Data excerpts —
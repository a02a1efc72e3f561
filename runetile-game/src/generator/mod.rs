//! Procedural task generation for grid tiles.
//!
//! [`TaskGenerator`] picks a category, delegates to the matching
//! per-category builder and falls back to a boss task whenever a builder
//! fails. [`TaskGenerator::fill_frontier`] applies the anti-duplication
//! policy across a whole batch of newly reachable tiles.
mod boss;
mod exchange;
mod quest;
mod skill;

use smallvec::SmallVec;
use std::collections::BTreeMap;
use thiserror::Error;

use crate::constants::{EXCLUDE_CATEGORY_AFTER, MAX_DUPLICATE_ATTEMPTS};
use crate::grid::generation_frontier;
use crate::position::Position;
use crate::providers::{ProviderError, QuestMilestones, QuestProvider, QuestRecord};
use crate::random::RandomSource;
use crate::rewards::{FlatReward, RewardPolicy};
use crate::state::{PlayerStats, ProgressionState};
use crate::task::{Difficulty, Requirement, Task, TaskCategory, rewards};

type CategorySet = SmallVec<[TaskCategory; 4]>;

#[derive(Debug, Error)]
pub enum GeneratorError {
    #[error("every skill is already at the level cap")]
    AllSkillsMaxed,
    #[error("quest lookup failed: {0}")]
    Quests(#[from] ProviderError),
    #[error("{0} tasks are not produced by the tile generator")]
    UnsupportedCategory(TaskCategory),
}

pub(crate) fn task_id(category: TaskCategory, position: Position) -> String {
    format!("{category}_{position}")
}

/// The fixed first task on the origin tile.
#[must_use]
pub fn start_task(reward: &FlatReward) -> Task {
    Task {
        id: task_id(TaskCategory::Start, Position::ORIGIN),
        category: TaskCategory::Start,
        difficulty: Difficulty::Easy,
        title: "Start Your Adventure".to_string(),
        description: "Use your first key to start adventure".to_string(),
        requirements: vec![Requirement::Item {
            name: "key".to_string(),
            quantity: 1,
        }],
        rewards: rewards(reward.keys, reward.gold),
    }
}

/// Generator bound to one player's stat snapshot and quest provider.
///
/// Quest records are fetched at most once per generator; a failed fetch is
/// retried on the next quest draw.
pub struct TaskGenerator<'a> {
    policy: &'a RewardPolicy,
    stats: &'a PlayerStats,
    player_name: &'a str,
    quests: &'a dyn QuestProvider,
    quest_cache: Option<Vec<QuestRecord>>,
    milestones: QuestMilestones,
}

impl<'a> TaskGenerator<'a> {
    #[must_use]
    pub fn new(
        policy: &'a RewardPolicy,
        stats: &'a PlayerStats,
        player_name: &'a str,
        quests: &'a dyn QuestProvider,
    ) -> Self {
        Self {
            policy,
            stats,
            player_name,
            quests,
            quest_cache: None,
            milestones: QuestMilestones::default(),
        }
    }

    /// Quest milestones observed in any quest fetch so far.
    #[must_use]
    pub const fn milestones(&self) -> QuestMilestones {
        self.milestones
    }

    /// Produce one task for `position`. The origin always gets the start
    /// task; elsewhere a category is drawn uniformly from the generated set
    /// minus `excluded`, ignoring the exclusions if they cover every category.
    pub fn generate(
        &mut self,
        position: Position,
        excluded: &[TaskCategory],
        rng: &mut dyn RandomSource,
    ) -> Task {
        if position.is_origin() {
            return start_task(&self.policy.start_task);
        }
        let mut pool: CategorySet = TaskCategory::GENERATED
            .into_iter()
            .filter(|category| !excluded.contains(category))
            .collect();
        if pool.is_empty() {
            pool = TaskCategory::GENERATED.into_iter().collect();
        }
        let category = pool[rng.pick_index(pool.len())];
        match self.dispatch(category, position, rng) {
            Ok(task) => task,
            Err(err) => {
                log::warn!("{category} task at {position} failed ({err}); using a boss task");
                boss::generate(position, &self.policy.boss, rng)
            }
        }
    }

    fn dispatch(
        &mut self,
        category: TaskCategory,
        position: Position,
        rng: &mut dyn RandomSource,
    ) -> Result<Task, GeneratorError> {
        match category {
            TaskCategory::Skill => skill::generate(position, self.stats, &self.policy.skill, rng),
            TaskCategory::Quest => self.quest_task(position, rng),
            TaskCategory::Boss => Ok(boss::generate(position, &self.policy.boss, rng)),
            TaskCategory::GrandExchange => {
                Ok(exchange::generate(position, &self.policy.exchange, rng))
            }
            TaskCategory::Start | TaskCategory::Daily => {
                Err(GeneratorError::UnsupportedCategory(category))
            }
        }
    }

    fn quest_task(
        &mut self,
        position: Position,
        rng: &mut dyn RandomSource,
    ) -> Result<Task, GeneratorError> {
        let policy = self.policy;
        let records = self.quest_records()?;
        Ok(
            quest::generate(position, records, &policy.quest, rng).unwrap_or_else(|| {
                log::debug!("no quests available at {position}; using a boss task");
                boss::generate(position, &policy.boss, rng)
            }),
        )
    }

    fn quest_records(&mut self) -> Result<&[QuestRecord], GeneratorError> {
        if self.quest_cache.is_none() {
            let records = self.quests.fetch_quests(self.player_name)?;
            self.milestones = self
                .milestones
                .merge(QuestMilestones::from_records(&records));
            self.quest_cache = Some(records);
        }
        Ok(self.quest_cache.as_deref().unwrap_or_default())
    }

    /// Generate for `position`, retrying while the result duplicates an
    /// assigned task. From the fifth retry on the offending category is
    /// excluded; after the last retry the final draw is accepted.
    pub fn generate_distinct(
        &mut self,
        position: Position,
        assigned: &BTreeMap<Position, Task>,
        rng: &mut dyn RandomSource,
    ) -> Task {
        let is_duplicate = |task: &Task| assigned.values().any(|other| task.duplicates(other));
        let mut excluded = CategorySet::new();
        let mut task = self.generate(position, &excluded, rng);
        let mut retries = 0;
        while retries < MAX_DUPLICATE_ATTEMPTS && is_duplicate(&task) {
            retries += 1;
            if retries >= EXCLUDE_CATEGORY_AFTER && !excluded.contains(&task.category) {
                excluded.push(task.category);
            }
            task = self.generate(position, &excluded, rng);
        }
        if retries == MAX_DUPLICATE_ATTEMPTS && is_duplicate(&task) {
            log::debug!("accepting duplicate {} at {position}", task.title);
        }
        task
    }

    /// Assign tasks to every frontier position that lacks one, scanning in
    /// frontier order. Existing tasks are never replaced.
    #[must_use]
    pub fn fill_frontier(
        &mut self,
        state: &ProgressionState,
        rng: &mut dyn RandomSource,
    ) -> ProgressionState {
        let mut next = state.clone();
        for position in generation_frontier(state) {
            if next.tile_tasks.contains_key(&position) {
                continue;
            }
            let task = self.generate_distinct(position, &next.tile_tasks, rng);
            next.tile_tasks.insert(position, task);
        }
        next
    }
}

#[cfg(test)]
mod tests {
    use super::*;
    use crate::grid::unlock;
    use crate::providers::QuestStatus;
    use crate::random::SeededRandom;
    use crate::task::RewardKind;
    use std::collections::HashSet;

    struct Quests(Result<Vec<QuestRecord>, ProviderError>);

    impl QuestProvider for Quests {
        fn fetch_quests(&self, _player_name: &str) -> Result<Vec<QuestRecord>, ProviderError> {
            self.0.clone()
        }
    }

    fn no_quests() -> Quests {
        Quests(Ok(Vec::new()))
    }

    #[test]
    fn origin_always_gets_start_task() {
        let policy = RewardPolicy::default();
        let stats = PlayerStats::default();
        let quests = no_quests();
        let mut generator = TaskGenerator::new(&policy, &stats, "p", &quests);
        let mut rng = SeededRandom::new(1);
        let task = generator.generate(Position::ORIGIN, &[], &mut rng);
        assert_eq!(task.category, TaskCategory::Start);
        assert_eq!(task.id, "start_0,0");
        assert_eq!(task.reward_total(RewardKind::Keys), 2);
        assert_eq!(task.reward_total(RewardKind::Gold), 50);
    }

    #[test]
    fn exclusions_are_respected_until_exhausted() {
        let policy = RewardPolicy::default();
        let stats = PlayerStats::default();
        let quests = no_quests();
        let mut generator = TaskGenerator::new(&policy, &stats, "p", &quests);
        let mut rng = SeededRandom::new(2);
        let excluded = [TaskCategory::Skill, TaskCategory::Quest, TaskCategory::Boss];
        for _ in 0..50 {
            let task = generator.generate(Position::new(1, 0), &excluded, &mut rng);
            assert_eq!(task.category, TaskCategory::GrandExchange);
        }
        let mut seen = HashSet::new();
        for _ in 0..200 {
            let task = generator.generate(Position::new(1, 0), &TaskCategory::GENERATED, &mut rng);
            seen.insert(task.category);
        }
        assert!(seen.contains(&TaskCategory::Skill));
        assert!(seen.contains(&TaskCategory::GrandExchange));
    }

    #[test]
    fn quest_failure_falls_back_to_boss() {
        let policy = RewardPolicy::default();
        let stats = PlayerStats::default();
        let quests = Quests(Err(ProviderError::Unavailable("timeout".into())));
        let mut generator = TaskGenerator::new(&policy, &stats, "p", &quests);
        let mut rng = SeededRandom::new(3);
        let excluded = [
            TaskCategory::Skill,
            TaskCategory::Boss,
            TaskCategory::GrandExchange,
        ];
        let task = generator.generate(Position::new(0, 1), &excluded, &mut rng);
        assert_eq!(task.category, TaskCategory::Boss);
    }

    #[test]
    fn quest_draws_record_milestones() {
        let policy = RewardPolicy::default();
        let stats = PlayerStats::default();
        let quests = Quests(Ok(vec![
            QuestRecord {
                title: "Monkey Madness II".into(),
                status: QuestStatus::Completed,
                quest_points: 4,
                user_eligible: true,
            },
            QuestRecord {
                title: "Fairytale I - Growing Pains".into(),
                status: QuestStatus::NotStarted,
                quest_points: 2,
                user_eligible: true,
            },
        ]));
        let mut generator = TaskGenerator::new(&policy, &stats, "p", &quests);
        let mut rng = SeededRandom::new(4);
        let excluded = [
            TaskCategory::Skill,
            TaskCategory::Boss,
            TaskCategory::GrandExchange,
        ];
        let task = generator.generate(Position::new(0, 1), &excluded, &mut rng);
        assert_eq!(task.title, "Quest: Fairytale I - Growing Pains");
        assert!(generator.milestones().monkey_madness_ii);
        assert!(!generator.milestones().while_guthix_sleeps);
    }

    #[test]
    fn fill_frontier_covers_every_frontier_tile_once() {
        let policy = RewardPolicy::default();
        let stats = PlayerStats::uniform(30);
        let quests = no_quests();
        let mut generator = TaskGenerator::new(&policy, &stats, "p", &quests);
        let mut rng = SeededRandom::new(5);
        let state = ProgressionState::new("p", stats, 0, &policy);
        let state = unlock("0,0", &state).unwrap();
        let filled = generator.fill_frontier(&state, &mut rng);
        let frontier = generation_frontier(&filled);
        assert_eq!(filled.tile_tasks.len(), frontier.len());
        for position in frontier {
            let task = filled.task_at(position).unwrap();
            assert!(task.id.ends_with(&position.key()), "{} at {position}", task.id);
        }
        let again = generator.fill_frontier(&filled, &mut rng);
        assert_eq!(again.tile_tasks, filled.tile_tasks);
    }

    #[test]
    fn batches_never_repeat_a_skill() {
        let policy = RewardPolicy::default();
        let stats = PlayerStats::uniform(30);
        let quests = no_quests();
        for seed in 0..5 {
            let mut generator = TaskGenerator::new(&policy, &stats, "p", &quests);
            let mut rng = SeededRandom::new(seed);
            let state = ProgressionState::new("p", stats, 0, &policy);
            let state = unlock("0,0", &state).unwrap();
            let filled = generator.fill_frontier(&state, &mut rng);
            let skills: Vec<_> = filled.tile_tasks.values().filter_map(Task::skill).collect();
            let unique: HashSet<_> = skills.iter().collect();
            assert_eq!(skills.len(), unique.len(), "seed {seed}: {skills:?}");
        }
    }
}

==

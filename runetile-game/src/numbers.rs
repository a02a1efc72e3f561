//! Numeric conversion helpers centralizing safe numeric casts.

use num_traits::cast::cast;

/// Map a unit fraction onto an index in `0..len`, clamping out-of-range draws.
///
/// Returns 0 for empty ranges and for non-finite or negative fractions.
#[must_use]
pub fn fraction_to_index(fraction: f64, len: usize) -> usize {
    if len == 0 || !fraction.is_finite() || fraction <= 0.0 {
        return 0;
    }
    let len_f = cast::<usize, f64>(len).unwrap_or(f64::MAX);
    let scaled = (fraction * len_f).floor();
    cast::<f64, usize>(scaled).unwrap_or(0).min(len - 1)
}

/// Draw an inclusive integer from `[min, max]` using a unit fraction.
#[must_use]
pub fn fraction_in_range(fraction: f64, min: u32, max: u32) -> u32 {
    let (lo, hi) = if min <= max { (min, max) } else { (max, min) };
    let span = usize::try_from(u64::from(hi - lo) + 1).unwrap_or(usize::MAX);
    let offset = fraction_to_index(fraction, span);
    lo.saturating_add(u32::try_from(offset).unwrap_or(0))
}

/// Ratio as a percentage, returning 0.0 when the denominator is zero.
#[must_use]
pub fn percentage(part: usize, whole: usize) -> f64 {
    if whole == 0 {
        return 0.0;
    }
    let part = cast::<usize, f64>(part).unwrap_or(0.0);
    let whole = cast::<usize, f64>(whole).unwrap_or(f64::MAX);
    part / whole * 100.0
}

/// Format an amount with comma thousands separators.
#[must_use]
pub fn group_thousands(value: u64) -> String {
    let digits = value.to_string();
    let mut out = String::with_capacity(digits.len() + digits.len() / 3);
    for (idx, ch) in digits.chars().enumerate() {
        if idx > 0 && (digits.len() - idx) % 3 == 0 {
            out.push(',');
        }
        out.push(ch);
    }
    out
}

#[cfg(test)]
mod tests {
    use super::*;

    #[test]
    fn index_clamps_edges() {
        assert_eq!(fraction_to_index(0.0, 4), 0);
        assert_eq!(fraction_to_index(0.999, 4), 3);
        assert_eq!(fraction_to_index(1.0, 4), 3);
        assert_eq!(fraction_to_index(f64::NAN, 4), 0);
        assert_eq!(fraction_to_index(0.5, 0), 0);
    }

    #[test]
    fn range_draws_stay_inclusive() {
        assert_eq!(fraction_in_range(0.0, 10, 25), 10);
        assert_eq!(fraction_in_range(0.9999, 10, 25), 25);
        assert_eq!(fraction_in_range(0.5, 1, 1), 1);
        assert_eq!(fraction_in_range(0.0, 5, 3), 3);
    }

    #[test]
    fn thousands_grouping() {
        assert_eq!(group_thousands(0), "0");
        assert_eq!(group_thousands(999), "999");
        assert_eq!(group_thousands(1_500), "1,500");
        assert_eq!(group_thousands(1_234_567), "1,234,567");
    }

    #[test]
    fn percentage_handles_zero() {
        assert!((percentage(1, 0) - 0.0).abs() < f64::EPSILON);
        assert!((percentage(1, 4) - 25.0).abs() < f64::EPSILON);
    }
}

---

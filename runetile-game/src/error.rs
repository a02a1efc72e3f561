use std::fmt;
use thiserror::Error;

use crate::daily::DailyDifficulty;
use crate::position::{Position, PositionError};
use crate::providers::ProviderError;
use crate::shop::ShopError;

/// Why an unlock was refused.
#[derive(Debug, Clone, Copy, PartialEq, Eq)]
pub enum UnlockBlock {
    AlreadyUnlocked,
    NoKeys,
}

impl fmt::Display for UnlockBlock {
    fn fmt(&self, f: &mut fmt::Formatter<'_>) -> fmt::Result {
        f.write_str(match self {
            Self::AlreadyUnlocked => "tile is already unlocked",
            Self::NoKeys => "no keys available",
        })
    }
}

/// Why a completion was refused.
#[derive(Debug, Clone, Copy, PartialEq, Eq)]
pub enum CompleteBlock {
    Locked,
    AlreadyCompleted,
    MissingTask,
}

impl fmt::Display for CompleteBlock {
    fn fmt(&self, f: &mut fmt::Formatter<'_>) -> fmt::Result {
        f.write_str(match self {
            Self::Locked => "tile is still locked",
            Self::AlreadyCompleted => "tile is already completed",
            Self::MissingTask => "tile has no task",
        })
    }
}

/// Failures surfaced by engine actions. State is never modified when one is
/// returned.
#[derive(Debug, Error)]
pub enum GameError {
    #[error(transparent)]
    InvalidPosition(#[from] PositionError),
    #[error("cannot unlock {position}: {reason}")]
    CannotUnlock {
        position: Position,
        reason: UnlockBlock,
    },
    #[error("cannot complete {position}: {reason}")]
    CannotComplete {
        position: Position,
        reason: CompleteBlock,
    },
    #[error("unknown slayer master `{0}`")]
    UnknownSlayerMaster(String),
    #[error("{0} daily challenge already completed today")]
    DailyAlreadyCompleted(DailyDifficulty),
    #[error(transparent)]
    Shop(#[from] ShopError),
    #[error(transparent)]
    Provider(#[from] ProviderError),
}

Your instructions —
Where a line above includes "rewards", copy that line.

Output of the exercise —
use crate::rewards::{FlatReward, RewardPolicy};
use crate::task::{Difficulty, Requirement, Task, TaskCategory, rewards};
        rewards: rewards(reward.keys, reward.gold),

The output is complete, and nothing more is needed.